_Aim of the task_. Which lines of the entries hold the string "InvalidResumeLimit"? Copy each one.

_Task material_.
* * *

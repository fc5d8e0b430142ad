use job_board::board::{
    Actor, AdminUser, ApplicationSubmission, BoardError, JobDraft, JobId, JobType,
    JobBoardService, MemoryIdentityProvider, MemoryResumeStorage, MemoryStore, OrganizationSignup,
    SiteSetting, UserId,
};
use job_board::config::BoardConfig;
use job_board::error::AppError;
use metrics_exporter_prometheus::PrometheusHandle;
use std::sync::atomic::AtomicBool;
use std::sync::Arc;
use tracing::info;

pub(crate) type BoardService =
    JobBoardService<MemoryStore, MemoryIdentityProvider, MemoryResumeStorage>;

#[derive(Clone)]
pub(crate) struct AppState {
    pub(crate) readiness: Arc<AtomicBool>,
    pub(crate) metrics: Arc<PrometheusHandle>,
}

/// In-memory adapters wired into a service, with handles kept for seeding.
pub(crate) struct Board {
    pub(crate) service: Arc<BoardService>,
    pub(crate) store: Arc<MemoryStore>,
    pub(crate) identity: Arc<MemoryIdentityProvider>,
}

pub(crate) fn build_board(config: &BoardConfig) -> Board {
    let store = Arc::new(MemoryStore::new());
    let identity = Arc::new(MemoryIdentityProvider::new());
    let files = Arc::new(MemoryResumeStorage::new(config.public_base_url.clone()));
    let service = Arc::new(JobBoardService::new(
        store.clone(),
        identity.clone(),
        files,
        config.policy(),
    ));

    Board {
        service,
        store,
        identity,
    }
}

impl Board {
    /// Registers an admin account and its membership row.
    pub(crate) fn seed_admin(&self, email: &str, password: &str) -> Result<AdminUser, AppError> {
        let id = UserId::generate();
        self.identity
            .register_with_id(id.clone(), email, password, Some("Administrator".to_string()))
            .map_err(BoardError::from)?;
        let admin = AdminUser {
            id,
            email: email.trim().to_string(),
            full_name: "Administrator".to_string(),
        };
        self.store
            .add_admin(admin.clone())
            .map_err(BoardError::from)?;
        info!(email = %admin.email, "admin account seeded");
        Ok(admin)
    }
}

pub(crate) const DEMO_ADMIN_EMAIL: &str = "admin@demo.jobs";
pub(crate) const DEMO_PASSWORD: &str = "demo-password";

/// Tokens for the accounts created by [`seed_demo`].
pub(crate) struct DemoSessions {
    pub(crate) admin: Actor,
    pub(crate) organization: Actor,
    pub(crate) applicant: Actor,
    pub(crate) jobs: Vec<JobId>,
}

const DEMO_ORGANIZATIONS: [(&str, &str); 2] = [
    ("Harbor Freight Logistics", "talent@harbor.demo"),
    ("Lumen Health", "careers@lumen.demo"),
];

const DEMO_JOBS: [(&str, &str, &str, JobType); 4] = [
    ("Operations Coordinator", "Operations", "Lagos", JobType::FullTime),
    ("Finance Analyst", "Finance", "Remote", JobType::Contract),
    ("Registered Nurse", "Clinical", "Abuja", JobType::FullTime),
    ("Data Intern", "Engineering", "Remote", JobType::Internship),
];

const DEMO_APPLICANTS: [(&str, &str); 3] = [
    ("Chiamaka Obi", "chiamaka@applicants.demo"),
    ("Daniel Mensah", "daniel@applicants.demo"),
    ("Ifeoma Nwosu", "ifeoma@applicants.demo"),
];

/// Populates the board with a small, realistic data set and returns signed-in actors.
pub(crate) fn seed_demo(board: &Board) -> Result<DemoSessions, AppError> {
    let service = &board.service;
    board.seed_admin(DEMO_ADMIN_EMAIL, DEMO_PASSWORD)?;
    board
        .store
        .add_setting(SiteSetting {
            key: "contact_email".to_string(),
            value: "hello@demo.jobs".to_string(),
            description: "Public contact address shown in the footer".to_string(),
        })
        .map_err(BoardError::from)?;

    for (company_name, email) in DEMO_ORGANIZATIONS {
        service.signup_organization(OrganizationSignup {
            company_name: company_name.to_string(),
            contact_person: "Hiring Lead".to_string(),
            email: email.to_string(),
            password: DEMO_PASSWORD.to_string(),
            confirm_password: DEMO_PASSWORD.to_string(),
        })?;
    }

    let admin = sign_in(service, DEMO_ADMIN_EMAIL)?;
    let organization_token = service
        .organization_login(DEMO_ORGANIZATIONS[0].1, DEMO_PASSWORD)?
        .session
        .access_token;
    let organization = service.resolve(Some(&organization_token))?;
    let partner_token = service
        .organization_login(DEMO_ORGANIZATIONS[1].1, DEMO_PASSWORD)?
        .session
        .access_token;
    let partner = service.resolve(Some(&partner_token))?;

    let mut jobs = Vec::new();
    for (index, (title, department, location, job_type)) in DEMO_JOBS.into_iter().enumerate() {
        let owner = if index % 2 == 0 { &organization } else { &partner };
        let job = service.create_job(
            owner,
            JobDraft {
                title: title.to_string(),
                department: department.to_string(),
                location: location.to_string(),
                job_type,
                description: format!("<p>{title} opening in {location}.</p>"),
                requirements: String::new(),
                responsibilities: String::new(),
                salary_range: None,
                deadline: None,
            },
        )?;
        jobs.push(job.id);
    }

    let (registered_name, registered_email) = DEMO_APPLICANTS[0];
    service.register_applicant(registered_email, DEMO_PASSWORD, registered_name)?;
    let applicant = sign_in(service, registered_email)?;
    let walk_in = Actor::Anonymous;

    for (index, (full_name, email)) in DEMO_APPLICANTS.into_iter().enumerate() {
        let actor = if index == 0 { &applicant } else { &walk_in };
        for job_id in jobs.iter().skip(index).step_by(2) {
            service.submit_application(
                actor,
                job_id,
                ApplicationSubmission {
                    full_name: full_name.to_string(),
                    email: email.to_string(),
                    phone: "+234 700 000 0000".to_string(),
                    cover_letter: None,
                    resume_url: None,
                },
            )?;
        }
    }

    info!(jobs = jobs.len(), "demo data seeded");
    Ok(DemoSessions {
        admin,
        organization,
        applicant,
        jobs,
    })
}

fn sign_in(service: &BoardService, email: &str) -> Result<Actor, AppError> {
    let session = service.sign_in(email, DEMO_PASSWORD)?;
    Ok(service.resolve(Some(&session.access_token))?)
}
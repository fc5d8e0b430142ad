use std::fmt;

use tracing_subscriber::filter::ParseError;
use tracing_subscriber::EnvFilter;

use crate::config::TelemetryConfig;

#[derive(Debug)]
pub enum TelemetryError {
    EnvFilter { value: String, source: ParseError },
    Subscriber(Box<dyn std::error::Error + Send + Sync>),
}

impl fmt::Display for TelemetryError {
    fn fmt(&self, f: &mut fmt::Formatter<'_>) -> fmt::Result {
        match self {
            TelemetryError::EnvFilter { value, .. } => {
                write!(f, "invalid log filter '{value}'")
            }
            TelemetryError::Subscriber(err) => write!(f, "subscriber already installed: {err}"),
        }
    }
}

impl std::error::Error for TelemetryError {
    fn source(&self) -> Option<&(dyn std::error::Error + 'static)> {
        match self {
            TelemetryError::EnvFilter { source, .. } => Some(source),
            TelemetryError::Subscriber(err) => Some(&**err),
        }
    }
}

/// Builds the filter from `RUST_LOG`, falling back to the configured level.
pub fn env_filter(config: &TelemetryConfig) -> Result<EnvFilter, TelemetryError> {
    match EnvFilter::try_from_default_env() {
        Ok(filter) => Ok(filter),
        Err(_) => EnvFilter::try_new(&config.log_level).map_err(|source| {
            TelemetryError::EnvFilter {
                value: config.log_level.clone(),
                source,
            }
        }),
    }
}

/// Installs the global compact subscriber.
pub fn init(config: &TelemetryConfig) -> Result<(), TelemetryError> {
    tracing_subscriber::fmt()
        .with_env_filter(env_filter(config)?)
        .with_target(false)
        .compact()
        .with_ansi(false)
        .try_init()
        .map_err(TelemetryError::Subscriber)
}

* * *

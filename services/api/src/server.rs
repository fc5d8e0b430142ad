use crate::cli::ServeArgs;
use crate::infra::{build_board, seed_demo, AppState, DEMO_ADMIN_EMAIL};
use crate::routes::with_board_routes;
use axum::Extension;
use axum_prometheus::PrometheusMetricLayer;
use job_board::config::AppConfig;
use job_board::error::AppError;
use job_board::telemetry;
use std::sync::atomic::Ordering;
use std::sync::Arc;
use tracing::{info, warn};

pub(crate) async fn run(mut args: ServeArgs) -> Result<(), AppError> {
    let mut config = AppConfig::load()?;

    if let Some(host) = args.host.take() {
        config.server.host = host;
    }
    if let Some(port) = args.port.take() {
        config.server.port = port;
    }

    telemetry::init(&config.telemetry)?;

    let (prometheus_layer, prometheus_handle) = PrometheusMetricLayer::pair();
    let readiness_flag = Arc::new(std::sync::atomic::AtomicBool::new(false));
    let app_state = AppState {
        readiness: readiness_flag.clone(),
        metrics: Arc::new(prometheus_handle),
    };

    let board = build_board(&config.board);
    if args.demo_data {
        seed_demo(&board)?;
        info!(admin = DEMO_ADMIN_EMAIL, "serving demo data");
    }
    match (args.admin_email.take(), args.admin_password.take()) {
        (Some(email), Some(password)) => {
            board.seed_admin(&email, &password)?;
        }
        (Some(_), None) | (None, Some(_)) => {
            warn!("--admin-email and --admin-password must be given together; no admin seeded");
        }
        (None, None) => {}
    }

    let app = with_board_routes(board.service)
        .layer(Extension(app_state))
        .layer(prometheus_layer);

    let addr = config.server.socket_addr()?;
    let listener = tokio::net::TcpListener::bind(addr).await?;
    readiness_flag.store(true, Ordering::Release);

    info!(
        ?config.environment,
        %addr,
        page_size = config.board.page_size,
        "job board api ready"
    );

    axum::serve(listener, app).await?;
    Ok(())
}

* * *

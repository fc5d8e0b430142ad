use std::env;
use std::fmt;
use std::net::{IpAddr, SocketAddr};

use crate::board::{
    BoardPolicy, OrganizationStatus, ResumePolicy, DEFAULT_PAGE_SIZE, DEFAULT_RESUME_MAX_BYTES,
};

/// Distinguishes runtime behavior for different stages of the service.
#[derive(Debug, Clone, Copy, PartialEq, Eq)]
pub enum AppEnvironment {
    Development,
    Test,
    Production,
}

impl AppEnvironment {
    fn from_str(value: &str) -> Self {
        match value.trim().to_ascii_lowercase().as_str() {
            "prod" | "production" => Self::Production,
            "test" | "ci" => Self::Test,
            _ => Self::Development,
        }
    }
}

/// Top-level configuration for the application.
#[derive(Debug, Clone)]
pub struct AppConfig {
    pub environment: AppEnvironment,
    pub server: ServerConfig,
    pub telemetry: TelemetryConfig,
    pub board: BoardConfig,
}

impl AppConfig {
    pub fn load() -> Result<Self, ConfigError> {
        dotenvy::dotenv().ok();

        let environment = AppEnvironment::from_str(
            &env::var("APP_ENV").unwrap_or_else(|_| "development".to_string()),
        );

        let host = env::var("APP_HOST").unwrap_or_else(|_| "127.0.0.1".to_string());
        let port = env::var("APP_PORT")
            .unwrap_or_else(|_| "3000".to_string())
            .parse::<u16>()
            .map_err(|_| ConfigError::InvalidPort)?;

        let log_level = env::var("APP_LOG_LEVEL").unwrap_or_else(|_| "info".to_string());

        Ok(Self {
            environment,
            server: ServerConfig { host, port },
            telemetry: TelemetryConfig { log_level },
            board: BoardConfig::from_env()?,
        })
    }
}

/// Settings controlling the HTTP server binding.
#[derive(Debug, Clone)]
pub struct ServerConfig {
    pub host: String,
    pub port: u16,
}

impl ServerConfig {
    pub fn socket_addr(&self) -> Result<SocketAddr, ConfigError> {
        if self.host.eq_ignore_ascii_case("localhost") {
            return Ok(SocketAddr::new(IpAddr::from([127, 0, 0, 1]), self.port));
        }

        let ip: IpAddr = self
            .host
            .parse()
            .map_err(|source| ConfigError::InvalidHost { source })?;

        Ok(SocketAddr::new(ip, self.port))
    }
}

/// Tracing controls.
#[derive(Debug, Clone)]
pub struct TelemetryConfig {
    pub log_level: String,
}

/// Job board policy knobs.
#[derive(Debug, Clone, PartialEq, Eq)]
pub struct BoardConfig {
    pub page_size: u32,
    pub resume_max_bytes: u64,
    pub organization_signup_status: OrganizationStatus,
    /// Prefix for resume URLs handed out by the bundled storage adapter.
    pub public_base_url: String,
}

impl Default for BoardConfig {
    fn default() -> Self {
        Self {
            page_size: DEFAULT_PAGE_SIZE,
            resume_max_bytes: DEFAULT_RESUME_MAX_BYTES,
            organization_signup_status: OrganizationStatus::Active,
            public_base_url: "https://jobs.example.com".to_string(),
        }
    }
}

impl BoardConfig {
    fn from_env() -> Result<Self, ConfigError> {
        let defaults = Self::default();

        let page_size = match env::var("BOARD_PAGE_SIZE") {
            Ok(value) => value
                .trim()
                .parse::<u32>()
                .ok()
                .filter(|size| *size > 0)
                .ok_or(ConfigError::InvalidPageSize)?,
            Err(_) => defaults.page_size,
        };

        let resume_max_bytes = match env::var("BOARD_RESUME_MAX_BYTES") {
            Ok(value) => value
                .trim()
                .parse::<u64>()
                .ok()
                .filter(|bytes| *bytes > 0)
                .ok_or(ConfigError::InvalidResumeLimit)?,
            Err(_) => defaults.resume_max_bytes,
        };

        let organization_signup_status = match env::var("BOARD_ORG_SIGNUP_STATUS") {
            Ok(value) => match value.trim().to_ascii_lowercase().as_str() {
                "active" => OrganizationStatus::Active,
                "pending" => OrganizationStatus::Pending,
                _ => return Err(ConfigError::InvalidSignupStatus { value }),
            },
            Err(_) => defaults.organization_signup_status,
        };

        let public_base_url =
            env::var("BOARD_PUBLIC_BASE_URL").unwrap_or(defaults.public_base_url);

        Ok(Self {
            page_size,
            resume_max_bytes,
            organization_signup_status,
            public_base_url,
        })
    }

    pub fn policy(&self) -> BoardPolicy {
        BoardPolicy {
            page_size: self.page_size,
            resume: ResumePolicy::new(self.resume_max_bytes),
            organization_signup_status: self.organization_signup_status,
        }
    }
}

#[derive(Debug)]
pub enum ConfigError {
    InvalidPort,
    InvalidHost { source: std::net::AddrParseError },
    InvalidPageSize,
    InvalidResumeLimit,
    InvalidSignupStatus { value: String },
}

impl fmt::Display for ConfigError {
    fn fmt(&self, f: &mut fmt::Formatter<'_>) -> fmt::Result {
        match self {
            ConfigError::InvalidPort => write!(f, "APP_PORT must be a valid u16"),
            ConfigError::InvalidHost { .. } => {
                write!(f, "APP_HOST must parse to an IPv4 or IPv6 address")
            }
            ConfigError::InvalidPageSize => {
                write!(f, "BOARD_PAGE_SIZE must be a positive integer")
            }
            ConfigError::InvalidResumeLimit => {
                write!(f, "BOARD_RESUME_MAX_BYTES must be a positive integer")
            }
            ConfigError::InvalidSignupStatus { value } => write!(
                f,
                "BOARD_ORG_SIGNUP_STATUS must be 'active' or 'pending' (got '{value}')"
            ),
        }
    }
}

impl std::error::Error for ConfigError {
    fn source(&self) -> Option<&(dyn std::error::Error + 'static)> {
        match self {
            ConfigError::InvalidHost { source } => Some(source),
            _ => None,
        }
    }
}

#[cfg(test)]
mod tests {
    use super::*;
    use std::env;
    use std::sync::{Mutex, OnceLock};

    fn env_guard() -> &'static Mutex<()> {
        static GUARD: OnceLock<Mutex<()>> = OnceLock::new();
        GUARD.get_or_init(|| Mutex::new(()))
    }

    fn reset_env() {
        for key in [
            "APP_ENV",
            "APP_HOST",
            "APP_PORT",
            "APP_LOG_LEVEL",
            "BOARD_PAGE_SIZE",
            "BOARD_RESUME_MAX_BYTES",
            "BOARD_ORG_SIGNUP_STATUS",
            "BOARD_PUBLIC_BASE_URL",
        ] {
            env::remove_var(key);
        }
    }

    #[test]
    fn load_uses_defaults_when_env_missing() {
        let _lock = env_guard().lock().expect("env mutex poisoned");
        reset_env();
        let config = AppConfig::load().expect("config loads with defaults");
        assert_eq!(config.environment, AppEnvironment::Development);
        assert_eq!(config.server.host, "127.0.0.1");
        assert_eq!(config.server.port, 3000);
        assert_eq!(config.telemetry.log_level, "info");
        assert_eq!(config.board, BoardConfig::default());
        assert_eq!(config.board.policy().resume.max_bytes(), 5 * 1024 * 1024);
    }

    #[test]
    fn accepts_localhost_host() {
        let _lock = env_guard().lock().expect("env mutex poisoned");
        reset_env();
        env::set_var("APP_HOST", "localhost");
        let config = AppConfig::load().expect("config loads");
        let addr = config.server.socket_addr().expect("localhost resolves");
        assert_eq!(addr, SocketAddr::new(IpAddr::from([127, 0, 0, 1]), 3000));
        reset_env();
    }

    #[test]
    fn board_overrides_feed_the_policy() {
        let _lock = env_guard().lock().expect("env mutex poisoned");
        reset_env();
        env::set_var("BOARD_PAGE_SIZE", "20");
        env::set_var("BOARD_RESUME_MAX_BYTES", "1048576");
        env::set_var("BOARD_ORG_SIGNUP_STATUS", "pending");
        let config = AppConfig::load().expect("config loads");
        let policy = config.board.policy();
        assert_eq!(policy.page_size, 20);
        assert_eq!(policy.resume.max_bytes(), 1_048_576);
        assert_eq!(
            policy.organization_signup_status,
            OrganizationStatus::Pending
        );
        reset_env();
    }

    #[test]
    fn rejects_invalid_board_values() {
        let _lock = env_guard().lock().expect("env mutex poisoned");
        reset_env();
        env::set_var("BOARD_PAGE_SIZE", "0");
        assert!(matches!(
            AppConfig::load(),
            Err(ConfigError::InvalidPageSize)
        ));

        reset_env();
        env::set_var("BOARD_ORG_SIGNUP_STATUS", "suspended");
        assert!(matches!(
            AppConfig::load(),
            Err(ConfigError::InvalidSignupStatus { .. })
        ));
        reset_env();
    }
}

* * *

_Answer to the problem_.
                .ok_or(ConfigError::InvalidResumeLimit)?,
    InvalidResumeLimit,
            ConfigError::InvalidResumeLimit => {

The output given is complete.